Here it is early in the print cycle:










Closest to the camera is the gear that rides on the lead screw, then the body, then the dial itself.

I use blue painters masking tape from the local hardware store on the heated printer bed. It allows the printed object to adhere really well during printing, but also to release easily form the bed when finished. It only leaves a little tape on the object that can be scraped off with a knife.

The Thingiverse page recommended: Rafts=no, Support=yes, Resolution=0.2mm, and Infill=100%.

I decided to print with: Platform Adhesion=brim, Support=Everywhere, layer height 0.14mm and Fill Density=100%.

The "brim" gives me a thin outline of the part on the bed. That helps the part stay put, and also gives the extrusion nozzle a chance to start passing plastic before it get to the real parts.

The "support" option builds a matrix of plastic support material under any overhangs to stop the melted filament from drooping when the angles or gap is too severe. They are meant as tempoary, disposable parts that break off easily.
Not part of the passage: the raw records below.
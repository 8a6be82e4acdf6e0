//! dartdbg-core — shared plumbing for the debug bridge crates.
//!
//! Logging helpers and the subscription-handle event emitter used by the
//! test tree and its command-line front end.

pub mod events;
pub mod logging;

pub use events::{Disposables, EventEmitter, Subscription};
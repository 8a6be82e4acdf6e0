//! Dart SDK and pub-cache discovery.

use std::path::{Path, PathBuf};

use crate::error::PlatformError;

#[cfg(windows)]
const DART_EXE: &str = "dart.exe";
#[cfg(not(windows))]
const DART_EXE: &str = "dart";

/// A located Dart SDK.
#[derive(Debug, Clone, PartialEq, Eq)]
pub struct DartSdk {
    root: PathBuf,
}

impl DartSdk {
    /// Wrap `root` if it looks like a Dart SDK (has `bin/dart` and a
    /// `version` file).
    pub fn from_root(root: impl Into<PathBuf>) -> Result<Self, PlatformError> {
        let root = root.into();
        if root.join("bin").join(DART_EXE).is_file() && root.join("version").is_file() {
            Ok(Self { root })
        } else {
            Err(PlatformError::InvalidSdk(root))
        }
    }

    /// SDK root directory.
    pub fn root(&self) -> &Path {
        &self.root
    }

    /// Path of the `dart` executable.
    pub fn dart_executable(&self) -> PathBuf {
        self.root.join("bin").join(DART_EXE)
    }

    /// Directory holding the SDK's library sources (`lib/`).
    pub fn lib_dir(&self) -> PathBuf {
        self.root.join("lib")
    }

    /// Contents of the SDK `version` file, trimmed.
    pub fn version(&self) -> Option<String> {
        std::fs::read_to_string(self.root.join("version"))
            .ok()
            .map(|v| v.trim().to_string())
    }
}

/// Locate a Dart SDK.
///
/// Search order: `explicit`, `$DART_SDK`, `$FLUTTER_ROOT/bin/cache/dart-sdk`,
/// then the first `dart` on `$PATH` (following symlinks).
pub fn find_dart_sdk(explicit: Option<&Path>) -> Result<DartSdk, PlatformError> {
    if let Some(path) = explicit {
        return DartSdk::from_root(path);
    }

    let mut candidates: Vec<PathBuf> = Vec::new();
    if let Some(sdk) = std::env::var_os("DART_SDK") {
        candidates.push(PathBuf::from(sdk));
    }
    if let Some(flutter) = std::env::var_os("FLUTTER_ROOT") {
        candidates.push(
            PathBuf::from(flutter)
                .join("bin")
                .join("cache")
                .join("dart-sdk"),
        );
    }
    if let Some(path) = std::env::var_os("PATH") {
        for dir in std::env::split_paths(&path) {
            let exe = dir.join(DART_EXE);
            if exe.is_file() {
                let resolved = std::fs::canonicalize(&exe).unwrap_or(exe);
                if let Some(root) = resolved.parent().and_then(Path::parent) {
                    candidates.push(root.to_path_buf());
                }
            }
        }
    }

    for candidate in &candidates {
        if let Ok(sdk) = DartSdk::from_root(candidate) {
            tracing::debug!("found Dart SDK at {}", sdk.root().display());
            return Ok(sdk);
        }
    }

    Err(PlatformError::SdkNotFound {
        searched: "DART_SDK, FLUTTER_ROOT, PATH".into(),
    })
}

/// Location of the pub package cache.
///
/// `$PUB_CACHE` wins; otherwise `%LOCALAPPDATA%\Pub\Cache` on Windows and
/// `~/.pub-cache` elsewhere.
pub fn pub_cache_dir() -> Option<PathBuf> {
    if let Some(dir) = std::env::var_os("PUB_CACHE") {
        return Some(PathBuf::from(dir));
    }
    #[cfg(windows)]
    {
        if let Some(local) = std::env::var_os("LOCALAPPDATA") {
            return Some(PathBuf::from(local).join("Pub").join("Cache"));
        }
    }
    dirs::home_dir().map(|home| home.join(".pub-cache"))
}

#[cfg(test)]
mod tests {
    use super::*;

    fn fake_sdk(dir: &Path) -> PathBuf {
        let root = dir.join("dart-sdk");
        std::fs::create_dir_all(root.join("bin")).unwrap();
        std::fs::write(root.join("bin").join(DART_EXE), "").unwrap();
        std::fs::write(root.join("version"), "3.4.0\n").unwrap();
        root
    }

    #[test]
    fn from_root_accepts_sdk_layout() {
        let dir = tempfile::TempDir::new().unwrap();
        let root = fake_sdk(dir.path());
        let sdk = DartSdk::from_root(&root).unwrap();
        assert_eq!(sdk.root(), root.as_path());
        assert_eq!(sdk.version().as_deref(), Some("3.4.0"));
        assert!(sdk.dart_executable().ends_with(format!("bin/{DART_EXE}")));
        assert!(sdk.lib_dir().ends_with("lib"));
    }

    #[test]
    fn from_root_rejects_plain_directory() {
        let dir = tempfile::TempDir::new().unwrap();
        let err = DartSdk::from_root(dir.path()).unwrap_err();
        assert!(matches!(err, PlatformError::InvalidSdk(_)));
    }

    #[test]
    fn explicit_path_wins() {
        let dir = tempfile::TempDir::new().unwrap();
        let root = fake_sdk(dir.path());
        let sdk = find_dart_sdk(Some(&root)).unwrap();
        assert_eq!(sdk.root(), root.as_path());
    }

    #[test]
    fn explicit_invalid_path_is_an_error() {
        let dir = tempfile::TempDir::new().unwrap();
        assert!(find_dart_sdk(Some(dir.path())).is_err());
    }
}
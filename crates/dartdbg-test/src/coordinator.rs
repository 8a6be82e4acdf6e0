//! Sequencing of test runs against one [`TestTree`].
//!
//! Several `dart test` invocations may report at once. Each run gets a
//! [`RunId`]; run ids increase, and a suite belongs to the newest run that
//! claimed it. Events from an older run for a suite it no longer owns are
//! dropped, so a superseded run can never overwrite newer results.

use std::collections::HashMap;
use std::fmt;

use dartdbg_core::{EventEmitter, Subscription};
use tracing::{debug, trace, warn};

use crate::error::TestError;
use crate::events::{parse_line, TestEvent, TestResult};
use crate::tree::{NodeId, RunIds, TestTree};

#[derive(Debug, Clone, Copy, PartialEq, Eq, PartialOrd, Ord, Hash)]
pub struct RunId(u64);

impl fmt::Display for RunId {
    fn fmt(&self, f: &mut fmt::Formatter<'_>) -> fmt::Result {
        write!(f, "run {}", self.0)
    }
}

/// Payload of the "tests started" and "first failure" signals.
#[derive(Debug, Clone, PartialEq, Eq)]
pub struct TestSignal {
    pub run: RunId,
    pub node: NodeId,
    /// Fully qualified test name.
    pub name: String,
}

/// Counts for one finished run.
#[derive(Debug, Clone, Copy, Default, PartialEq, Eq)]
pub struct RunSummary {
    pub passed: usize,
    pub failed: usize,
    pub skipped: usize,
    /// The runner's own verdict from its `done` event, if it sent one.
    pub success: Option<bool>,
}

impl RunSummary {
    pub fn is_success(&self) -> bool {
        self.success.unwrap_or(self.failed == 0)
    }
}

#[derive(Debug, Default)]
struct RunState {
    ids: RunIds,
    suite_paths: HashMap<i64, String>,
    test_suites: HashMap<i64, i64>,
    started: bool,
    failed: bool,
    summary: RunSummary,
}

impl RunState {
    fn suite_path_of(&self, event: &TestEvent) -> Option<&str> {
        let suite_id = match event {
            TestEvent::Group { group } => group.suite_id,
            TestEvent::TestStart { test } => test.suite_id,
            TestEvent::Print { test_id, .. }
            | TestEvent::Error { test_id, .. }
            | TestEvent::TestDone { test_id, .. } => *self.test_suites.get(test_id)?,
            TestEvent::SuiteDone { suite_id } => *suite_id,
            _ => return None,
        };
        self.suite_paths.get(&suite_id).map(String::as_str)
    }
}

/// Owns the test tree and the runs reporting into it.
#[derive(Debug, Default)]
pub struct TestSessionCoordinator {
    tree: TestTree,
    next_run: u64,
    runs: HashMap<RunId, RunState>,
    owners: HashMap<String, RunId>,
    on_tests_started: EventEmitter<TestSignal>,
    on_first_failure: EventEmitter<TestSignal>,
}

impl TestSessionCoordinator {
    pub fn new() -> Self {
        Self::default()
    }

    pub fn tree(&self) -> &TestTree {
        &self.tree
    }

    /// Fired once per run, when its first real test starts.
    #[must_use = "dropping the subscription unregisters the listener"]
    pub fn on_tests_started(&self, listener: impl Fn(&TestSignal) + Send + Sync + 'static) -> Subscription {
        self.on_tests_started.subscribe(listener)
    }

    /// Fired once per run, for its first failing test.
    #[must_use = "dropping the subscription unregisters the listener"]
    pub fn on_first_failure(&self, listener: impl Fn(&TestSignal) + Send + Sync + 'static) -> Subscription {
        self.on_first_failure.subscribe(listener)
    }

    /// Start a run. `suites` are the suite paths it is known to cover; they
    /// are claimed immediately so older runs stop reporting into them.
    /// Suites announced later by the runner are claimed as they appear.
    pub fn begin_run(&mut self, suites: &[String]) -> RunId {
        self.next_run += 1;
        let run = RunId(self.next_run);
        for path in suites {
            self.owners.insert(path.clone(), run);
        }
        self.runs.insert(run, RunState::default());
        debug!("{run} started for {suites:?}");
        run
    }

    pub fn is_active(&self, run: RunId) -> bool {
        self.runs.contains_key(&run)
    }

    /// The run whose results `path` currently shows.
    pub fn owner_of(&self, path: &str) -> Option<RunId> {
        self.owners.get(path).copied()
    }

    /// Parse and apply one line of reporter output.
    pub fn handle_line(&mut self, run: RunId, line: &str) -> Result<(), TestError> {
        match parse_line(line)? {
            Some(event) => self.handle_event(run, &event),
            None => {
                trace!("{run}: ignoring non-event output {line:?}");
                Ok(())
            }
        }
    }

    pub fn handle_event(&mut self, run: RunId, event: &TestEvent) -> Result<(), TestError> {
        let Self {
            tree,
            runs,
            owners,
            on_tests_started,
            on_first_failure,
            ..
        } = self;
        let state = runs.get_mut(&run).ok_or(TestError::UnknownRun(run.0))?;

        match event {
            TestEvent::Suite { suite } => {
                let path = suite
                    .path
                    .clone()
                    .unwrap_or_else(|| format!("suite {}", suite.id));
                state.suite_paths.insert(suite.id, path.clone());
                if let Some(owner) = owners.get(&path).copied().filter(|owner| *owner > run) {
                    debug!("{run}: {path} superseded by {owner}");
                    return Ok(());
                }
                owners.insert(path, run);
            }
            TestEvent::TestStart { test } => {
                state.test_suites.insert(test.id, test.suite_id);
            }
            TestEvent::Done { success } => {
                state.summary.success = *success;
                // Settle only the suites this run still owns.
                let owned: Vec<i64> = state
                    .suite_paths
                    .iter()
                    .filter(|(_, path)| owners.get(*path) == Some(&run))
                    .map(|(id, _)| *id)
                    .collect();
                for suite_id in owned {
                    tree.apply_event(&mut state.ids, &TestEvent::SuiteDone { suite_id });
                }
                return Ok(());
            }
            _ => {}
        }

        if !matches!(event, TestEvent::Suite { .. }) {
            let Some(path) = state.suite_path_of(event) else {
                return Ok(());
            };
            if owners.get(path) != Some(&run) {
                trace!("{run}: dropping event for superseded suite {path}");
                return Ok(());
            }
        }

        tree.apply_event(&mut state.ids, event);

        match event {
            TestEvent::TestStart { test } if !test.is_synthetic() && !state.started => {
                if let Some(node) = state.ids.test(test.id) {
                    state.started = true;
                    on_tests_started.emit(&TestSignal {
                        run,
                        node,
                        name: test.name.clone(),
                    });
                }
            }
            TestEvent::TestDone {
                test_id,
                result,
                skipped,
                hidden: false,
            } => {
                let summary = &mut state.summary;
                match (skipped, result) {
                    (true, _) => summary.skipped += 1,
                    (false, TestResult::Success) => summary.passed += 1,
                    (false, TestResult::Failure | TestResult::Error) => {
                        summary.failed += 1;
                        if !state.failed {
                            state.failed = true;
                            if let Some(node) = state.ids.test(*test_id) {
                                let name = tree
                                    .node(node)
                                    .map(|n| n.key.name.clone())
                                    .unwrap_or_default();
                                on_first_failure.emit(&TestSignal { run, node, name });
                            }
                        }
                    }
                }
            }
            _ => {}
        }
        Ok(())
    }

    /// End a run and return its counts. Later events for it are rejected.
    pub fn finish_run(&mut self, run: RunId) -> Result<RunSummary, TestError> {
        let state = self.runs.remove(&run).ok_or(TestError::UnknownRun(run.0))?;
        if state.summary.success.is_none() {
            warn!("{run} ended without a done event");
        }
        debug!("{run} finished: {:?}", state.summary);
        Ok(state.summary)
    }
}

#[cfg(test)]
mod tests {
    use super::*;
    use crate::tree::{NodeKey, TestStatus};
    use std::sync::{Arc, Mutex};

    const PATH: &str = "test/a_test.dart";

    fn suite(id: i64) -> String {
        format!(r#"{{"type":"suite","suite":{{"id":{id},"path":"{PATH}"}}}}"#)
    }

    fn root_group(id: i64, suite: i64) -> String {
        format!(r#"{{"type":"group","group":{{"id":{id},"suiteID":{suite},"parentID":null,"name":""}}}}"#)
    }

    fn start(id: i64, suite: i64, group: i64, name: &str) -> String {
        format!(
            r#"{{"type":"testStart","test":{{"id":{id},"name":"{name}","suiteID":{suite},"groupIDs":[{group}]}}}}"#
        )
    }

    fn done(id: i64, result: &str) -> String {
        format!(r#"{{"type":"testDone","testID":{id},"result":"{result}","skipped":false,"hidden":false}}"#)
    }

    fn feed(coord: &mut TestSessionCoordinator, run: RunId, lines: &[String]) {
        for line in lines {
            coord.handle_line(run, line).unwrap();
        }
    }

    fn recorder(
        coord: &TestSessionCoordinator,
    ) -> (Arc<Mutex<Vec<String>>>, Subscription, Subscription) {
        let log = Arc::new(Mutex::new(Vec::new()));
        let started = {
            let log = log.clone();
            coord.on_tests_started(move |s| log.lock().unwrap().push(format!("started {}", s.name)))
        };
        let failed = {
            let log = log.clone();
            coord.on_first_failure(move |s| log.lock().unwrap().push(format!("failed {}", s.name)))
        };
        (log, started, failed)
    }

    #[test]
    fn signals_fire_once_per_run() {
        let mut coord = TestSessionCoordinator::new();
        let (log, _a, _b) = recorder(&coord);
        let run = coord.begin_run(&[]);
        feed(
            &mut coord,
            run,
            &[
                suite(0),
                r#"{"type":"testStart","test":{"id":1,"name":"loading test/a_test.dart","suiteID":0,"groupIDs":[]}}"#.into(),
                r#"{"type":"testDone","testID":1,"result":"success","skipped":false,"hidden":true}"#.into(),
                root_group(2, 0),
                start(3, 0, 2, "one"),
                done(3, "failure"),
                start(4, 0, 2, "two"),
                done(4, "error"),
                start(5, 0, 2, "three"),
                done(5, "success"),
                r#"{"type":"done","success":false}"#.into(),
            ],
        );
        assert_eq!(*log.lock().unwrap(), vec!["started one", "failed one"]);

        let summary = coord.finish_run(run).unwrap();
        assert_eq!(summary.passed, 1);
        assert_eq!(summary.failed, 2);
        assert!(!summary.is_success());
    }

    #[test]
    fn superseded_run_cannot_overwrite_newer_results() {
        let mut coord = TestSessionCoordinator::new();
        let old = coord.begin_run(&[PATH.to_string()]);
        feed(&mut coord, old, &[suite(0), root_group(1, 0), start(2, 0, 1, "t")]);

        let new = coord.begin_run(&[PATH.to_string()]);
        assert_eq!(coord.owner_of(PATH), Some(new));
        feed(&mut coord, new, &[suite(0), root_group(1, 0), start(2, 0, 1, "t")]);

        // The old run finishes late with a failure; it must not land.
        feed(&mut coord, old, &[done(2, "failure"), r#"{"type":"done","success":false}"#.into()]);
        let node = coord.tree().find(&NodeKey::new(PATH, "t")).unwrap();
        assert_eq!(coord.tree().status(node), Some(TestStatus::Running));

        feed(&mut coord, new, &[done(2, "success")]);
        assert_eq!(coord.tree().status(node), Some(TestStatus::Passed));
        assert_eq!(coord.finish_run(old).unwrap().failed, 0);
    }

    #[test]
    fn older_run_does_not_reclaim_a_suite() {
        let mut coord = TestSessionCoordinator::new();
        let old = coord.begin_run(&[]);
        let new = coord.begin_run(&[]);
        feed(&mut coord, new, &[suite(0)]);
        feed(&mut coord, old, &[suite(5), root_group(6, 5), start(7, 5, 6, "t")]);
        assert_eq!(coord.owner_of(PATH), Some(new));
        assert!(coord.tree().find(&NodeKey::new(PATH, "t")).is_none());
    }

    #[test]
    fn unknown_and_finished_runs_are_rejected() {
        let mut coord = TestSessionCoordinator::new();
        let run = coord.begin_run(&[]);
        coord.finish_run(run).unwrap();
        assert!(!coord.is_active(run));
        assert!(matches!(
            coord.handle_line(run, &suite(0)),
            Err(TestError::UnknownRun(_))
        ));
        assert!(coord.finish_run(run).is_err());
    }

    #[test]
    fn malformed_lines_are_errors_and_noise_is_not() {
        let mut coord = TestSessionCoordinator::new();
        let run = coord.begin_run(&[]);
        assert!(coord.handle_line(run, "Building package executable...").is_ok());
        assert!(matches!(
            coord.handle_line(run, r#"{"type":"suite","#),
            Err(TestError::Malformed(_))
        ));
    }

    #[test]
    fn done_leaves_unfinished_tests_not_run() {
        let mut coord = TestSessionCoordinator::new();
        let run = coord.begin_run(&[]);
        feed(
            &mut coord,
            run,
            &[
                suite(0),
                root_group(1, 0),
                start(2, 0, 1, "hangs"),
                r#"{"type":"done","success":false}"#.into(),
            ],
        );
        let node = coord.tree().find(&NodeKey::new(PATH, "hangs")).unwrap();
        assert_eq!(coord.tree().status(node), Some(TestStatus::NotRun));
        assert_eq!(coord.finish_run(run).unwrap().success, Some(false));
    }
}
Some of it was already starting to break away as I removed the parts from the printer bed.

Note also the difference in terms between different software packages.

Since this is a relatively long print I went to bed.

The next morning it looked like this:








All the those "columns" are the support material for the overhangs...they should snap right off.

-brino


----------



## brino (Mar 15, 2018)

Here they are off the print bed with the stripped support material roughly placed where it came off:









....and here are the parts without the support material:










-brino


----------



## brino (Mar 15, 2018)

I almost forgot......

The model I used here (linked in first post) was based on another model from here:
https://www.thingiverse.com/thing:1306037
This second one give a little more detail about the reamer, rod size and set-screw to use for assembly.

-brino


----------



## Hukshawn (Mar 15, 2018)

A surprising amount of waste. I didn’t think there would be so much.


----------



## Hawkeye (Mar 15, 2018)

The support pieces are mostly hollow. They use very little plastic. They just form a bridge for the first horizontal layers that aren't actually on the printer bed.


----------



## Dave Paine (Mar 16, 2018)

Well done, the parts look good.  Finding a model on Thingiverse saves a lot of time.


----------



## middle.road (Mar 16, 2018)

I would have to guess that creating the model of the body took a bit of time and effort.
It's nice to be able to find a model ready to go.


----------



## RWanke (Mar 16, 2018)

I'm really getting fired up about this. The parts look great, at least from this great distance.  I hope I can make my part of this collaboration work as well as your end Brino.  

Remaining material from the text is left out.